[llvm-dev] undef * 0

[Sanjoy Das via llvm-dev]

Hi Soham,

Soham Chakraborty wrote:
 > As a result,  the transformation ' ((a&  (~b)) |((~a)&  b)) ~>  xor a b '
 > is unsound. LLVM presently performs this transformation.

This transform looks fine to me.

For simplicity let's look at an `i1` expression.  Since these are
bitwise ops we can extend the reasoning below to iN.
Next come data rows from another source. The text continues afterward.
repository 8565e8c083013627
//! Inbound adapters that translate external requests into domain service
//! calls while keeping framework details at the edge.

pub mod http;
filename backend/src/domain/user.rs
//! User data model.

use std::fmt;
use std::sync::OnceLock;

use regex::Regex;

use super::Credential;

/// Validation errors returned by the user primitives.
#[derive(Debug, Clone, PartialEq, Eq)]
pub enum UserValidationError {
    NonPositiveId,
    InvalidId,
    EmptyEmail,
    InvalidEmail,
    EmailTooLong { max: usize },
}

impl fmt::Display for UserValidationError {
    fn fmt(&self, f: &mut fmt::Formatter<'_>) -> fmt::Result {
        match self {
            Self::NonPositiveId => write!(f, "user id must be a positive integer"),
            Self::InvalidId => write!(f, "user id must be an integer"),
            Self::EmptyEmail => write!(f, "email must not be empty"),
            Self::InvalidEmail => write!(f, "email must look like name@domain"),
            Self::EmailTooLong { max } => write!(f, "email must be at most {max} characters"),
        }
    }
}

impl std::error::Error for UserValidationError {}

/// System-assigned user identifier.
///
/// Identifiers are allocated by the user directory in insertion order and
/// never change once assigned.
#[derive(Debug, Clone, Copy, PartialEq, Eq, Hash, PartialOrd, Ord)]
pub struct UserId(i64);

impl UserId {
    /// Validate and construct a [`UserId`].
    ///
    /// # Examples
    /// ```
    /// use carvalue::domain::UserId;
    ///
    /// assert_eq!(UserId::new(1).expect("positive").value(), 1);
    /// assert!(UserId::new(0).is_err());
    /// ```
    pub fn new(value: i64) -> Result<Self, UserValidationError> {
        if value <= 0 {
            return Err(UserValidationError::NonPositiveId);
        }
        Ok(Self(value))
    }

    /// Raw integer value.
    pub fn value(self) -> i64 {
        self.0
    }
}

impl fmt::Display for UserId {
    fn fmt(&self, f: &mut fmt::Formatter<'_>) -> fmt::Result {
        write!(f, "{}", self.0)
    }
}

impl std::str::FromStr for UserId {
    type Err = UserValidationError;

    fn from_str(s: &str) -> Result<Self, Self::Err> {
        let value = s
            .parse::<i64>()
            .map_err(|_| UserValidationError::InvalidId)?;
        Self::new(value)
    }
}

/// Maximum accepted length for an email address.
pub const EMAIL_MAX: usize = 254;

static EMAIL_RE: OnceLock<Regex> = OnceLock::new();

fn email_regex() -> &'static Regex {
    EMAIL_RE.get_or_init(|| {
        Regex::new(r"^[^@\s]+@[^@\s]+$")
            .unwrap_or_else(|error| panic!("email regex failed to compile: {error}"))
    })
}

/// Email address used as the user's login name.
///
/// ## Invariants
/// - Surrounding whitespace is trimmed.
/// - Contains exactly one `@` with non-empty local and domain parts.
///
/// Comparison is exact: `A@b.com` and `a@b.com` are different users.
#[derive(Debug, Clone, PartialEq, Eq, Hash)]
pub struct EmailAddress(String);

impl EmailAddress {
    /// Validate and construct an [`EmailAddress`].
    pub fn new(raw: impl AsRef<str>) -> Result<Self, UserValidationError> {
        let trimmed = raw.as_ref().trim();
        if trimmed.is_empty() {
            return Err(UserValidationError::EmptyEmail);
        }
        if trimmed.chars().count() > EMAIL_MAX {
            return Err(UserValidationError::EmailTooLong { max: EMAIL_MAX });
        }
        if !email_regex().is_match(trimmed) {
            return Err(UserValidationError::InvalidEmail);
        }
        Ok(Self(trimmed.to_owned()))
    }
}

impl AsRef<str> for EmailAddress {
    fn as_ref(&self) -> &str {
        self.0.as_str()
    }
}

impl fmt::Display for EmailAddress {
    fn fmt(&self, f: &mut fmt::Formatter<'_>) -> fmt::Result {
        f.write_str(self.as_ref())
    }
}

/// Registered user.
///
/// The stored [`Credential`] is reachable only through [`User::credential`].
/// `User` is not `Serialize` and its `Debug` output omits the credential;
/// adapters project public fields explicitly.
#[derive(Clone, PartialEq, Eq)]
pub struct User {
    id: UserId,
    email: EmailAddress,
    credential: Credential,
    admin: bool,
}

impl User {
    /// Build a non-admin user from validated components.
    pub fn new(id: UserId, email: EmailAddress, credential: Credential) -> Self {
        Self {
            id,
            email,
            credential,
            admin: false,
        }
    }

    /// Set the admin flag. Only storage adapters rehydrating records use this.
    pub fn with_admin(mut self, admin: bool) -> Self {
        self.admin = admin;
        self
    }

    /// Stable user identifier.
    pub fn id(&self) -> UserId {
        self.id
    }

    /// Login email.
    pub fn email(&self) -> &EmailAddress {
        &self.email
    }

    /// Stored salted credential.
    pub fn credential(&self) -> &Credential {
        &self.credential
    }

    /// Whether the user passes the admin gate.
    pub fn is_admin(&self) -> bool {
        self.admin
    }
}

impl fmt::Debug for User {
    fn fmt(&self, f: &mut fmt::Formatter<'_>) -> fmt::Result {
        f.debug_struct("User")
            .field("id", &self.id)
            .field("email", &self.email)
            .field("admin", &self.admin)
            .finish_non_exhaustive()
    }
}
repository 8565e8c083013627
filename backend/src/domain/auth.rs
//! Authentication primitives: validated credentials and the failure taxonomy.
//!
//! Keep inbound payload parsing outside the domain by exposing constructors
//! that validate string inputs before a handler talks to a port or service.

use std::fmt;

use thiserror::Error as ThisError;
use tracing::{debug, error};

use super::ports::{HashingError, UserDirectoryError};
use super::{EmailAddress, Error, Password, UserId, UserValidationError};

/// Domain error returned when an auth payload is invalid.
#[derive(Debug, Clone, PartialEq, Eq)]
pub enum AuthValidationError {
    /// The email failed validation.
    Email(UserValidationError),
    /// Password was empty.
    EmptyPassword,
}

impl fmt::Display for AuthValidationError {
    fn fmt(&self, f: &mut fmt::Formatter<'_>) -> fmt::Result {
        match self {
            Self::Email(inner) => inner.fmt(f),
            Self::EmptyPassword => write!(f, "password must not be empty"),
        }
    }
}

impl std::error::Error for AuthValidationError {}

/// Validated email/password pair used by signup and signin.
///
/// ## Invariants
/// - `email` satisfies [`EmailAddress`] validation.
/// - `password` is non-empty; whitespace is retained verbatim.
///
/// # Examples
/// ```
/// use carvalue::domain::AuthCredentials;
///
/// let creds = AuthCredentials::try_from_parts(" a@b.com ", "pw1").unwrap();
/// assert_eq!(creds.email().as_ref(), "a@b.com");
/// assert_eq!(creds.password().expose(), "pw1");
/// ```
#[derive(Debug, Clone, PartialEq, Eq)]
pub struct AuthCredentials {
    email: EmailAddress,
    password: Password,
}

impl AuthCredentials {
    /// Construct credentials from raw inputs.
    pub fn try_from_parts(email: &str, password: &str) -> Result<Self, AuthValidationError> {
        let email = EmailAddress::new(email).map_err(AuthValidationError::Email)?;
        let password = Password::new(password);
        if password.is_empty() {
            return Err(AuthValidationError::EmptyPassword);
        }
        Ok(Self { email, password })
    }

    /// Email used for the directory lookup.
    pub fn email(&self) -> &EmailAddress {
        &self.email
    }

    /// Plaintext password.
    pub fn password(&self) -> &Password {
        &self.password
    }
}

/// Failures produced by the authentication service.
#[derive(Debug, Clone, PartialEq, Eq, ThisError)]
pub enum AuthError {
    /// Signup was attempted with an email that already has an account.
    #[error("email already in use")]
    DuplicateEmail,
    /// Signin was attempted with an email no user has.
    #[error("no user with that email")]
    UnknownEmail,
    /// The password did not match the stored credential.
    #[error("wrong password")]
    InvalidPassword,
    /// No user has the requested id.
    #[error("user {id} not found")]
    NotFound { id: UserId },
    /// The user directory failed.
    #[error(transparent)]
    Directory(#[from] UserDirectoryError),
    /// The credential hasher failed.
    #[error(transparent)]
    Hashing(#[from] HashingError),
}

/// Message returned for both unknown emails and wrong passwords.
pub const INVALID_CREDENTIALS_MESSAGE: &str = "invalid credentials";

/// Message returned when the user directory cannot be reached. Driver
/// details stay in the logs.
pub const DIRECTORY_UNAVAILABLE_MESSAGE: &str = "user directory unavailable";

impl From<AuthError> for Error {
    fn from(value: AuthError) -> Self {
        match value {
            AuthError::DuplicateEmail => Error::invalid_request("email already in use"),
            AuthError::UnknownEmail | AuthError::InvalidPassword => {
                debug!(reason = %value, "signin rejected");
                Error::invalid_request(INVALID_CREDENTIALS_MESSAGE)
            }
            AuthError::NotFound { id } => Error::not_found(format!("user {id} not found")),
            AuthError::Directory(UserDirectoryError::Connection { message }) => {
                error!(%message, "user directory connection failed");
                Error::service_unavailable(DIRECTORY_UNAVAILABLE_MESSAGE)
            }
            AuthError::Directory(UserDirectoryError::Query { message }) => {
                Error::internal(format!("user directory error: {message}"))
            }
            AuthError::Hashing(inner) => Error::internal(format!("credential hashing failed: {inner}")),
        }
    }
}
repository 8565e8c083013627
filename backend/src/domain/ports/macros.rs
//! Helper macro generating port error enums with snake_case constructors.
//!
//! Each variant becomes a `thiserror` variant with the given message, plus a
//! constructor named after the variant whose `String` fields accept any
//! `impl Into<String>`.

macro_rules! define_port_error {
    (@ctor $variant:ident) => {
        ::paste::paste! {
            pub fn [<$variant:snake>]() -> Self {
                Self::$variant
            }
        }
    };

    (@ctor $variant:ident { $($field:ident : $ty:ty),* $(,)? }) => {
        define_port_error!(@ctor_impl $variant () () $( $field : $ty, )*);
    };

    (@ctor_impl $variant:ident ($($params:tt)*) ($($inits:tt)*) ) => {
        ::paste::paste! {
            pub fn [<$variant:snake>]($($params)*) -> Self {
                Self::$variant { $($inits)* }
            }
        }
    };

    (@ctor_impl $variant:ident ($($params:tt)*) ($($inits:tt)*) $field:ident : $ty:ty, $($rest:tt)*) => {
        define_port_error!(
            @ctor_impl
            $variant
            ($($params)* $field: impl Into<$ty>,)
            ($($inits)* $field: $field.into(),)
            $($rest)*
        );
    };

    (
        $(#[$outer:meta])*
        pub enum $name:ident {
            $(
                $(#[$variant_meta:meta])*
                $variant:ident $( { $($field:ident : $ty:ty),* $(,)? } )? => $message:expr
            ),* $(,)?
        }
    ) => {
        $(#[$outer])*
        #[derive(Debug, Clone, PartialEq, Eq, thiserror::Error)]
        pub enum $name {
            $(
                $(#[$variant_meta])*
                #[error($message)]
                $variant $( { $($field : $ty),* } )?,
            )*
        }

        impl $name {
            $(
                define_port_error!(@ctor $variant $( { $($field : $ty),* } )?);
            )*
        }
    };
}

pub(crate) use define_port_error;
//! Embedded schema migrations applied at startup.

use diesel::Connection;
use diesel::pg::PgConnection;
use diesel_migrations::{EmbeddedMigrations, MigrationHarness, embed_migrations};
use tracing::info;

use crate::domain::ports::UserDirectoryError;

/// Migrations from the backend/migrations directory.
const MIGRATIONS: EmbeddedMigrations = embed_migrations!("migrations");

/// Apply all pending migrations against `database_url`.
///
/// Diesel's migration harness is synchronous, so the work runs on the
/// blocking thread pool.
pub async fn run_migrations(database_url: &str) -> Result<(), UserDirectoryError> {
    let url = database_url.to_owned();
    let applied = tokio::task::spawn_blocking(move || {
        let mut conn = PgConnection::establish(&url)
            .map_err(|err| UserDirectoryError::connection(err.to_string()))?;
        conn.run_pending_migrations(MIGRATIONS)
            .map(|versions| versions.len())
            .map_err(|err| UserDirectoryError::query(format!("migration: {err}")))
    })
    .await
    .map_err(|err| UserDirectoryError::query(format!("migration worker: {err}")))??;

    info!(applied, "database migrations complete");
    Ok(())
}
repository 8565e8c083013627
//! Session helpers to keep HTTP handlers free of framework-specific logic.
//!
//! Wraps the Actix cookie session so handlers only bind, read, or clear the
//! authenticated user id.

use actix_session::Session;
use actix_web::{FromRequest, HttpRequest, dev::Payload};
use futures_util::future::LocalBoxFuture;
use tracing::warn;

use crate::domain::{Error, UserId};

pub(crate) const USER_ID_KEY: &str = "user_id";

/// Newtype wrapper that exposes higher-level session operations.
#[derive(Clone)]
pub struct SessionContext(Session);

impl SessionContext {
    /// Construct a new wrapper from the underlying Actix session.
    pub fn new(session: Session) -> Self {
        Self(session)
    }

    /// Bind the authenticated user's id to the session cookie.
    ///
    /// The session id is renewed so a pre-login cookie cannot be replayed.
    pub fn persist_user(&self, user_id: UserId) -> Result<(), Error> {
        self.0.renew();
        self.0
            .insert(USER_ID_KEY, user_id.value())
            .map_err(|error| Error::internal(format!("failed to persist session: {error}")))
    }

    /// Fetch the bound user id, if present.
    ///
    /// A value that does not decode to a valid id is treated as absent.
    pub fn user_id(&self) -> Result<Option<UserId>, Error> {
        let raw = match self.0.get::<i64>(USER_ID_KEY) {
            Ok(raw) => raw,
            Err(error) => {
                warn!(%error, "unreadable user id in session cookie");
                return Ok(None);
            }
        };
        match raw.map(UserId::new).transpose() {
            Ok(id) => Ok(id),
            Err(error) => {
                warn!(%error, "invalid user id in session cookie");
                Ok(None)
            }
        }
    }

    /// Drop the user binding and every other session value.
    pub fn clear(&self) {
        self.0.purge();
    }
}

impl FromRequest for SessionContext {
    type Error = actix_web::Error;
    type Future = LocalBoxFuture<'static, Result<Self, Self::Error>>;

    fn from_request(req: &HttpRequest, payload: &mut Payload) -> Self::Future {
        let fut = Session::from_request(req, payload);
        Box::pin(async move { fut.await.map(SessionContext::new) })
    }
}
//! Argon2id-backed `CredentialHasher` adapter.
//!
//! Salts are 8 random bytes from the OS generator, hex encoded. The hex text
//! itself is the salt input to Argon2id, which keeps a stored credential
//! self-describing: recomputing a digest needs only the two halves of
//! `salt.digest`. Derivation runs on Tokio's blocking pool.

use argon2::{Algorithm, Argon2, Params, Version};
use async_trait::async_trait;
use rand::RngCore;
use rand::rngs::OsRng;
use zeroize::Zeroizing;

use crate::domain::ports::{CredentialHasher, HashingError};
use crate::domain::{Password, PasswordDigest, Salt};

/// Random salt length in bytes before hex encoding.
pub const SALT_BYTES: usize = 8;

/// Digest length in bytes before hex encoding.
pub const DIGEST_BYTES: usize = 32;

/// Argon2id cost parameters.
#[derive(Debug, Clone, Copy, PartialEq, Eq)]
pub struct KdfParams {
    memory_kib: u32,
    iterations: u32,
    parallelism: u32,
}

impl Default for KdfParams {
    fn default() -> Self {
        // OWASP baseline for Argon2id: 19 MiB, two passes, one lane.
        Self {
            memory_kib: 19 * 1024,
            iterations: 2,
            parallelism: 1,
        }
    }
}

impl KdfParams {
    /// Build parameters with a single lane.
    ///
    /// # Examples
    /// ```
    /// use carvalue::outbound::hashing::KdfParams;
    ///
    /// let params = KdfParams::new(1024, 1);
    /// assert_eq!(params.memory_kib(), 1024);
    /// ```
    pub fn new(memory_kib: u32, iterations: u32) -> Self {
        Self {
            memory_kib,
            iterations,
            parallelism: 1,
        }
    }

    /// Memory cost in KiB.
    pub fn memory_kib(&self) -> u32 {
        self.memory_kib
    }

    /// Number of passes.
    pub fn iterations(&self) -> u32 {
        self.iterations
    }
}

/// Password hasher using Argon2id with a 32-byte output.
#[derive(Debug, Clone, Default)]
pub struct Argon2CredentialHasher {
    params: KdfParams,
}

impl Argon2CredentialHasher {
    /// Create a hasher with the given cost parameters.
    pub fn new(params: KdfParams) -> Self {
        Self { params }
    }

    /// Cost parameters in use.
    pub fn params(&self) -> KdfParams {
        self.params
    }
}

fn derive(
    password: &[u8],
    salt: &[u8],
    params: KdfParams,
) -> Result<PasswordDigest, HashingError> {
    let argon2_params = Params::new(
        params.memory_kib,
        params.iterations,
        params.parallelism,
        Some(DIGEST_BYTES),
    )
    .map_err(|err| HashingError::derivation(err.to_string()))?;
    let argon2 = Argon2::new(Algorithm::Argon2id, Version::V0x13, argon2_params);

    let mut output = Zeroizing::new([0_u8; DIGEST_BYTES]);
    argon2
        .hash_password_into(password, salt, &mut output[..])
        .map_err(|err| HashingError::derivation(err.to_string()))?;
    Ok(PasswordDigest::from_bytes(&output[..]))
}

#[async_trait]
impl CredentialHasher for Argon2CredentialHasher {
    fn generate_salt(&self) -> Salt {
        let mut bytes = [0_u8; SALT_BYTES];
        OsRng.fill_bytes(&mut bytes);
        Salt::from_bytes(&bytes)
    }

    async fn hash(&self, password: &Password, salt: &Salt) -> Result<PasswordDigest, HashingError> {
        let plaintext = Zeroizing::new(password.expose().as_bytes().to_vec());
        let salt = salt.as_str().as_bytes().to_vec();
        let params = self.params;

        tokio::task::spawn_blocking(move || derive(&plaintext, &salt, params))
            .await
            .map_err(|err| HashingError::worker(err.to_string()))?
    }
}
//! Process settings and the HTTP server configuration object.

use std::net::SocketAddr;

use actix_web::cookie::{Key, SameSite};
use carvalue::outbound::hashing::KdfParams;
use carvalue::outbound::persistence::DbPool;
use ortho_config::OrthoConfig;
use serde::Deserialize;

/// Settings loaded from `CARVALUE_*` variables, config files, and flags.
#[derive(Debug, Clone, Deserialize, OrthoConfig)]
#[ortho_config(prefix = "CARVALUE")]
pub struct ServerSettings {
    /// Interface to bind.
    #[ortho_config(default = "0.0.0.0".to_owned())]
    pub host: String,
    /// Port to bind.
    #[ortho_config(default = 8080)]
    pub port: u16,
    /// PostgreSQL URL. When absent the in-memory directory is used.
    pub database_url: Option<String>,
    /// Upper bound on pooled database connections.
    #[ortho_config(default = 10)]
    pub db_max_connections: u32,
    /// Argon2 memory cost in KiB.
    #[ortho_config(default = 19_456)]
    pub kdf_memory_kib: u32,
    /// Argon2 iteration count.
    #[ortho_config(default = 2)]
    pub kdf_iterations: u32,
}

impl ServerSettings {
    /// Resolve the socket address from host and port.
    pub fn bind_addr(&self) -> std::io::Result<SocketAddr> {
        let raw = format!("{}:{}", self.host, self.port);
        raw.parse().map_err(|error| {
            std::io::Error::new(
                std::io::ErrorKind::InvalidInput,
                format!("invalid bind address {raw}: {error}"),
            )
        })
    }

    /// Argon2 cost parameters.
    pub fn kdf_params(&self) -> KdfParams {
        KdfParams::new(self.kdf_memory_kib, self.kdf_iterations)
    }
}

/// Builder-style configuration for creating the HTTP server.
pub struct ServerConfig {
    pub(crate) key: Key,
    pub(crate) cookie_secure: bool,
    pub(crate) same_site: SameSite,
    pub(crate) bind_addr: SocketAddr,
    pub(crate) db_pool: Option<DbPool>,
    pub(crate) kdf_params: KdfParams,
}

impl ServerConfig {
    /// Construct a server configuration using session preferences.
    #[must_use]
    pub fn new(key: Key, cookie_secure: bool, same_site: SameSite, bind_addr: SocketAddr) -> Self {
        Self {
            key,
            cookie_secure,
            same_site,
            bind_addr,
            db_pool: None,
            kdf_params: KdfParams::default(),
        }
    }

    /// Attach a database connection pool.
    ///
    /// When provided, users are stored in PostgreSQL instead of process memory.
    #[must_use]
    pub fn with_db_pool(mut self, pool: DbPool) -> Self {
        self.db_pool = Some(pool);
        self
    }

    /// Override the credential hasher cost.
    #[must_use]
    pub fn with_kdf_params(mut self, params: KdfParams) -> Self {
        self.kdf_params = params;
        self
    }
}

#[cfg(test)]
mod tests {
    //! Unit tests for server settings parsing.

    use super::*;
    use std::ffi::OsString;

    use env_lock::lock_env;
    use rstest::rstest;

    const VARS: [&str; 6] = [
        "CARVALUE_HOST",
        "CARVALUE_PORT",
        "CARVALUE_DATABASE_URL",
        "CARVALUE_DB_MAX_CONNECTIONS",
        "CARVALUE_KDF_MEMORY_KIB",
        "CARVALUE_KDF_ITERATIONS",
    ];

    fn load_from_empty_args() -> ServerSettings {
        ServerSettings::load_from_iter([OsString::from("carvalue")]).expect("config should load")
    }

    #[rstest]
    fn defaults_apply_when_unset() {
        let _guard = lock_env(VARS.map(|name| (name, None::<String>)));

        let settings = load_from_empty_args();
        assert_eq!(settings.host, "0.0.0.0");
        assert_eq!(settings.port, 8080);
        assert!(settings.database_url.is_none());
        assert_eq!(settings.db_max_connections, 10);
        assert_eq!(settings.kdf_params(), KdfParams::default());
        assert_eq!(
            settings.bind_addr().expect("default address"),
            "0.0.0.0:8080".parse::<SocketAddr>().expect("literal address")
        );
    }

    #[rstest]
    fn environment_overrides_are_respected() {
        let _guard = lock_env([
            ("CARVALUE_HOST", Some("127.0.0.1".to_owned())),
            ("CARVALUE_PORT", Some("9090".to_owned())),
            (
                "CARVALUE_DATABASE_URL",
                Some("postgres://localhost/carvalue".to_owned()),
            ),
            ("CARVALUE_DB_MAX_CONNECTIONS", Some("4".to_owned())),
            ("CARVALUE_KDF_MEMORY_KIB", Some("4096".to_owned())),
            ("CARVALUE_KDF_ITERATIONS", Some("3".to_owned())),
        ]);

        let settings = load_from_empty_args();
        assert_eq!(settings.port, 9090);
        assert_eq!(
            settings.database_url.as_deref(),
            Some("postgres://localhost/carvalue")
        );
        assert_eq!(settings.db_max_connections, 4);
        assert_eq!(settings.kdf_params(), KdfParams::new(4096, 3));
        assert_eq!(
            settings.bind_addr().expect("override address"),
            "127.0.0.1:9090".parse::<SocketAddr>().expect("literal address")
        );
    }

    #[rstest]
    fn unparsable_host_is_reported() {
        let settings = ServerSettings {
            host: "not a host".to_owned(),
            port: 8080,
            database_url: None,
            db_max_connections: 10,
            kdf_memory_kib: 19_456,
            kdf_iterations: 2,
        };
        let err = settings.bind_addr().expect_err("host must be an IP literal");
        assert_eq!(err.kind(), std::io::ErrorKind::InvalidInput);
    }
}
//! Domain ports and supporting types for the hexagonal boundary.

mod macros;
pub(crate) use macros::define_port_error;

mod authenticator;
mod credential_hasher;
mod user_directory;

pub use authenticator::Authenticator;
#[cfg(test)]
pub use credential_hasher::MockCredentialHasher;
pub use credential_hasher::{CredentialHasher, HashingError};
#[cfg(test)]
pub use user_directory::MockUserDirectory;
pub use user_directory::{UserDirectory, UserDirectoryError};
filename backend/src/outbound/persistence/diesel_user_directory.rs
//! PostgreSQL-backed `UserDirectory` implementation using Diesel ORM.

use async_trait::async_trait;
use diesel::prelude::*;
use diesel_async::RunQueryDsl;
use tracing::info;

use crate::domain::ports::{UserDirectory, UserDirectoryError};
use crate::domain::{Credential, EmailAddress, User, UserId};

use super::diesel_error_mapping::{map_diesel_error, map_pool_error};
use super::models::{NewUserRow, UserRow};
use super::pool::DbPool;
use super::schema::users;

/// Diesel-backed implementation of the [`UserDirectory`] port.
#[derive(Clone)]
pub struct DieselUserDirectory {
    pool: DbPool,
}

impl DieselUserDirectory {
    /// Create a new directory with the given connection pool.
    pub fn new(pool: DbPool) -> Self {
        Self { pool }
    }
}

/// Convert a database row into a domain user.
///
/// Rows that violate domain invariants are reported as query errors rather
/// than silently repaired.
fn row_to_user(row: UserRow) -> Result<User, UserDirectoryError> {
    let id = UserId::new(row.id)
        .map_err(|err| UserDirectoryError::query(format!("stored user id {}: {err}", row.id)))?;
    let email = EmailAddress::new(&row.email)
        .map_err(|err| UserDirectoryError::query(format!("stored email for user {id}: {err}")))?;
    let credential = Credential::parse(&row.credential).map_err(|err| {
        UserDirectoryError::query(format!("stored credential for user {id}: {err}"))
    })?;
    Ok(User::new(id, email, credential).with_admin(row.admin))
}

#[async_trait]
impl UserDirectory for DieselUserDirectory {
    async fn find_by_email(&self, email: &EmailAddress) -> Result<Vec<User>, UserDirectoryError> {
        let mut conn = self.pool.get().await.map_err(map_pool_error)?;

        let rows: Vec<UserRow> = users::table
            .filter(users::email.eq(email.as_ref()))
            .order(users::id.asc())
            .select(UserRow::as_select())
            .load(&mut conn)
            .await
            .map_err(map_diesel_error)?;

        rows.into_iter().map(row_to_user).collect()
    }

    async fn create(
        &self,
        email: &EmailAddress,
        credential: &Credential,
    ) -> Result<User, UserDirectoryError> {
        let mut conn = self.pool.get().await.map_err(map_pool_error)?;

        let stored = credential.to_stored();
        let new_row = NewUserRow {
            email: email.as_ref(),
            credential: stored.as_str(),
        };

        let row: UserRow = diesel::insert_into(users::table)
            .values(&new_row)
            .returning(UserRow::as_returning())
            .get_result(&mut conn)
            .await
            .map_err(map_diesel_error)?;

        let user = row_to_user(row)?;
        info!(user_id = %user.id(), "inserted user");
        Ok(user)
    }

    async fn find_by_id(&self, id: UserId) -> Result<Option<User>, UserDirectoryError> {
        let mut conn = self.pool.get().await.map_err(map_pool_error)?;

        let row: Option<UserRow> = users::table
            .filter(users::id.eq(id.value()))
            .select(UserRow::as_select())
            .first(&mut conn)
            .await
            .optional()
            .map_err(map_diesel_error)?;

        row.map(row_to_user).transpose()
    }
}

#[cfg(test)]
mod tests {
    //! Row conversion coverage; query behaviour needs a live database.
    use super::*;
    use chrono::Utc;
    use rstest::{fixture, rstest};

    #[fixture]
    fn row() -> UserRow {
        UserRow {
            id: 3,
            email: "a@b.com".to_owned(),
            credential: format!("0011223344556677.{}", "cd".repeat(32)),
            admin: false,
            created_at: Utc::now(),
        }
    }

    #[rstest]
    fn row_converts_to_domain_user(row: UserRow) {
        let user = row_to_user(row.clone()).expect("valid row");
        assert_eq!(user.id().value(), 3);
        assert_eq!(user.email().as_ref(), "a@b.com");
        assert_eq!(user.credential().to_stored(), row.credential);
        assert!(!user.is_admin());
    }

    #[rstest]
    fn admin_flag_is_preserved(mut row: UserRow) {
        row.admin = true;
        assert!(row_to_user(row).expect("valid row").is_admin());
    }

    #[rstest]
    #[case::zero_id(|row: &mut UserRow| row.id = 0)]
    #[case::bad_email(|row: &mut UserRow| row.email = "nobody".to_owned())]
    #[case::plaintext_credential(|row: &mut UserRow| row.credential = "hunter2".to_owned())]
    fn invalid_rows_are_query_errors(mut row: UserRow, #[case] corrupt: fn(&mut UserRow)) {
        corrupt(&mut row);
        let error = row_to_user(row).expect_err("corrupt row rejected");
        assert!(matches!(error, UserDirectoryError::Query { .. }));
        assert!(!error.to_string().contains("hunter2"));
    }
}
Transform: ((A & (~B)) | ((~A) & B))  ~> A ^ B

Neither A nor B are undef:
   Transform is correct by normal boolean algebra

Both A and B are undef:
   LHS = (undef & undef) | (undef & undef) = undef  // Since ~undef = undef
   RHS = undef
   Thus transform is correct.

A is undef but B is not undef:
   LHS = ((undef & (~B)) | (undef & B)) // Since ~undef = undef

   Now, by choosing 0 for undef in LHS, we can make LHS be equal to 0,
   and by choosing 1 for undef in LHS, we can make LHS be equal to 1.
   Therefore

   LHS = undef
   RHS = undef ^ B = undef

   Thus the transform is correct.

A is not undef but B is undef:
   Similar reasoning follows.

-- Sanjoy